PROBLEM TO SOLVE:
Copy out each line containing "sedentary" from the entries below.

★ ★ ★ ★

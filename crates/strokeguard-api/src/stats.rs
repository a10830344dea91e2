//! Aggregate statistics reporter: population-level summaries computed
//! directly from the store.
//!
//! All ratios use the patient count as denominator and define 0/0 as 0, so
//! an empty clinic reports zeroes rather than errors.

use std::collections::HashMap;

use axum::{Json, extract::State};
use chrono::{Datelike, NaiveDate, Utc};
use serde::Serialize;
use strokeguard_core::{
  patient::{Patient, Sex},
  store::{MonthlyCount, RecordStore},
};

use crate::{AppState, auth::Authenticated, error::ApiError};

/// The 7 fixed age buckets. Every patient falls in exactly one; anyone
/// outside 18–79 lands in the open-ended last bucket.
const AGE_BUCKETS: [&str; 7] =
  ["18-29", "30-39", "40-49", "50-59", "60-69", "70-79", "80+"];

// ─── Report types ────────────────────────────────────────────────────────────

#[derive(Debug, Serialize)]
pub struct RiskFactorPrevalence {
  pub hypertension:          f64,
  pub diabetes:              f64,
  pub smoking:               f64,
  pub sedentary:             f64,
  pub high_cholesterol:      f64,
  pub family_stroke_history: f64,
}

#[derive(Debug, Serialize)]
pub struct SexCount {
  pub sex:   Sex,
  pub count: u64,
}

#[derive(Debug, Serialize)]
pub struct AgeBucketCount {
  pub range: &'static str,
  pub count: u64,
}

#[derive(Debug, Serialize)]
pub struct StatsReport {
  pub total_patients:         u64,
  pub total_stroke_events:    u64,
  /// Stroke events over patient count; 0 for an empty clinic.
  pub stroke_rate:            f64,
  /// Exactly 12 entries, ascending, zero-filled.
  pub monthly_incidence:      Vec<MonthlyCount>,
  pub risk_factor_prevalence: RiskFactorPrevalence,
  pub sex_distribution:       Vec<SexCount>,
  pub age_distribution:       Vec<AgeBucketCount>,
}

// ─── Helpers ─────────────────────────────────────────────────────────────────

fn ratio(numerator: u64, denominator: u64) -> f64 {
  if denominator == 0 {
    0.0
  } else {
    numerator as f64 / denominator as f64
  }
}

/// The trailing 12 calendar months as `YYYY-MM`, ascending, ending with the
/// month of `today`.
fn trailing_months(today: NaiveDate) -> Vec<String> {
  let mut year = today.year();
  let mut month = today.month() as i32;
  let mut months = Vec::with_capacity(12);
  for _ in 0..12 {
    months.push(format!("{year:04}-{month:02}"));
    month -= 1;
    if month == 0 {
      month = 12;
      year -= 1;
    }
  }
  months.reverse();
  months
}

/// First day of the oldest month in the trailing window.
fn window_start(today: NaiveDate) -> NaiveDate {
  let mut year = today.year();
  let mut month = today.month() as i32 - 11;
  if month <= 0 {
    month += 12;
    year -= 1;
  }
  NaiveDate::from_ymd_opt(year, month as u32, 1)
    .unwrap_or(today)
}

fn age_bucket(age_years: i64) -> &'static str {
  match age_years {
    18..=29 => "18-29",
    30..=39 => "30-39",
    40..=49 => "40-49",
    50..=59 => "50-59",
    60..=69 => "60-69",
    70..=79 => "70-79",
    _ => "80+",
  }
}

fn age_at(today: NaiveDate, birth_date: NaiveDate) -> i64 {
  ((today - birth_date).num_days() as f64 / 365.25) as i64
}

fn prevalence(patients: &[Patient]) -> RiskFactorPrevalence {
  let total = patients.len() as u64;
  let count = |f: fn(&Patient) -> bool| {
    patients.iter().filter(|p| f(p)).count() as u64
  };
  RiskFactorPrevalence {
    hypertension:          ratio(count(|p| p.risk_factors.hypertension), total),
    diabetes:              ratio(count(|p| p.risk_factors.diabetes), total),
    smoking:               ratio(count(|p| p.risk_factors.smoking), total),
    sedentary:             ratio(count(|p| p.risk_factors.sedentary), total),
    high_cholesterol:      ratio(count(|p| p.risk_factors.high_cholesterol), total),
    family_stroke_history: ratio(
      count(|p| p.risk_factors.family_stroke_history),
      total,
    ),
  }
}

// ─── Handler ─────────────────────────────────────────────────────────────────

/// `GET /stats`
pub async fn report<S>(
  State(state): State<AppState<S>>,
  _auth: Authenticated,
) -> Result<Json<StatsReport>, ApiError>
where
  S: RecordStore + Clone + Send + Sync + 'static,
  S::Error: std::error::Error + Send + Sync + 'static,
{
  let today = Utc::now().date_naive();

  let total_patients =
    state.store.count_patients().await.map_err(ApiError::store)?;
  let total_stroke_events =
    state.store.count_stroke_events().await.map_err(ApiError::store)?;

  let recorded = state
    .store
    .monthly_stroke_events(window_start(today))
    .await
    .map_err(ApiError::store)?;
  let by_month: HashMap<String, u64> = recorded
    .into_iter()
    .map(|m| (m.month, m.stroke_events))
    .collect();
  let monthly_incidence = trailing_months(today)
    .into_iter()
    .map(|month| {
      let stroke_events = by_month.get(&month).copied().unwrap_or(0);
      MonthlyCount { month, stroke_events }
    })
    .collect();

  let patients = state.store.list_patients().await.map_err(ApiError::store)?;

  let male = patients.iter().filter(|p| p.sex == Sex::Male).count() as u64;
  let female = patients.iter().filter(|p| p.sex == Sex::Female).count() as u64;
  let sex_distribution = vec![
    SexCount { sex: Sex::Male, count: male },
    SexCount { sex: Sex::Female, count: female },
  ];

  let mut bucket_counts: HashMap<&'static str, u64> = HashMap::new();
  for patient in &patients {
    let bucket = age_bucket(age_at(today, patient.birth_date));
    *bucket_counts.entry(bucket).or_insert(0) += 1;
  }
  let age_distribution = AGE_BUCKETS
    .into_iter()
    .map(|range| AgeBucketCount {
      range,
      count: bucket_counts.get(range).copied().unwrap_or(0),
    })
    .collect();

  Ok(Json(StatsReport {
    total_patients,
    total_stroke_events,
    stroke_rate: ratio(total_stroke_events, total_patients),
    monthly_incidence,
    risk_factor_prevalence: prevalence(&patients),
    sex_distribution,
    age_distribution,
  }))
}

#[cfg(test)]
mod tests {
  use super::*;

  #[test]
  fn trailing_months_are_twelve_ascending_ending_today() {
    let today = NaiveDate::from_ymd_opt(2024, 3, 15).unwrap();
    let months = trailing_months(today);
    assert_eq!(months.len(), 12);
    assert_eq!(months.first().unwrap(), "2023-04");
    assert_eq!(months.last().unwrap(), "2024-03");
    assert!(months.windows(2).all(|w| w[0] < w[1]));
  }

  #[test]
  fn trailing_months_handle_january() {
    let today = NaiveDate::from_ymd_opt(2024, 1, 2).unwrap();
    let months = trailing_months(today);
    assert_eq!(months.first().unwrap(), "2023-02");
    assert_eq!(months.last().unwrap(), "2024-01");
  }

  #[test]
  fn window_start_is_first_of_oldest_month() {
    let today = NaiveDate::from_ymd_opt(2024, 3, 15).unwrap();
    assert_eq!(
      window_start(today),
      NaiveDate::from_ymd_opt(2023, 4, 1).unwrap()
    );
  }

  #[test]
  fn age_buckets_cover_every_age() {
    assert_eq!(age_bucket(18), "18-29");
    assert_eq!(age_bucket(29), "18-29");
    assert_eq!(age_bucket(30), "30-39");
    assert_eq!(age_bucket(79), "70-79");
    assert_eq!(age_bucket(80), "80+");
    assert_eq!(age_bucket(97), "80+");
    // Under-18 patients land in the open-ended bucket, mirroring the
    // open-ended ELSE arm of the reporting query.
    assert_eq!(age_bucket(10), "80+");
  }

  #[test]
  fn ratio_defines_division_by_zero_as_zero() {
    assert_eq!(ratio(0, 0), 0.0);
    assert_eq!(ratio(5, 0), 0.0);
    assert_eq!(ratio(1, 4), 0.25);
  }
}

★ ★ ★ ★

ANSWER TO THIS EXERCISE:
  pub sedentary:             f64,
    sedentary:             ratio(count(|p| p.risk_factors.sedentary), total),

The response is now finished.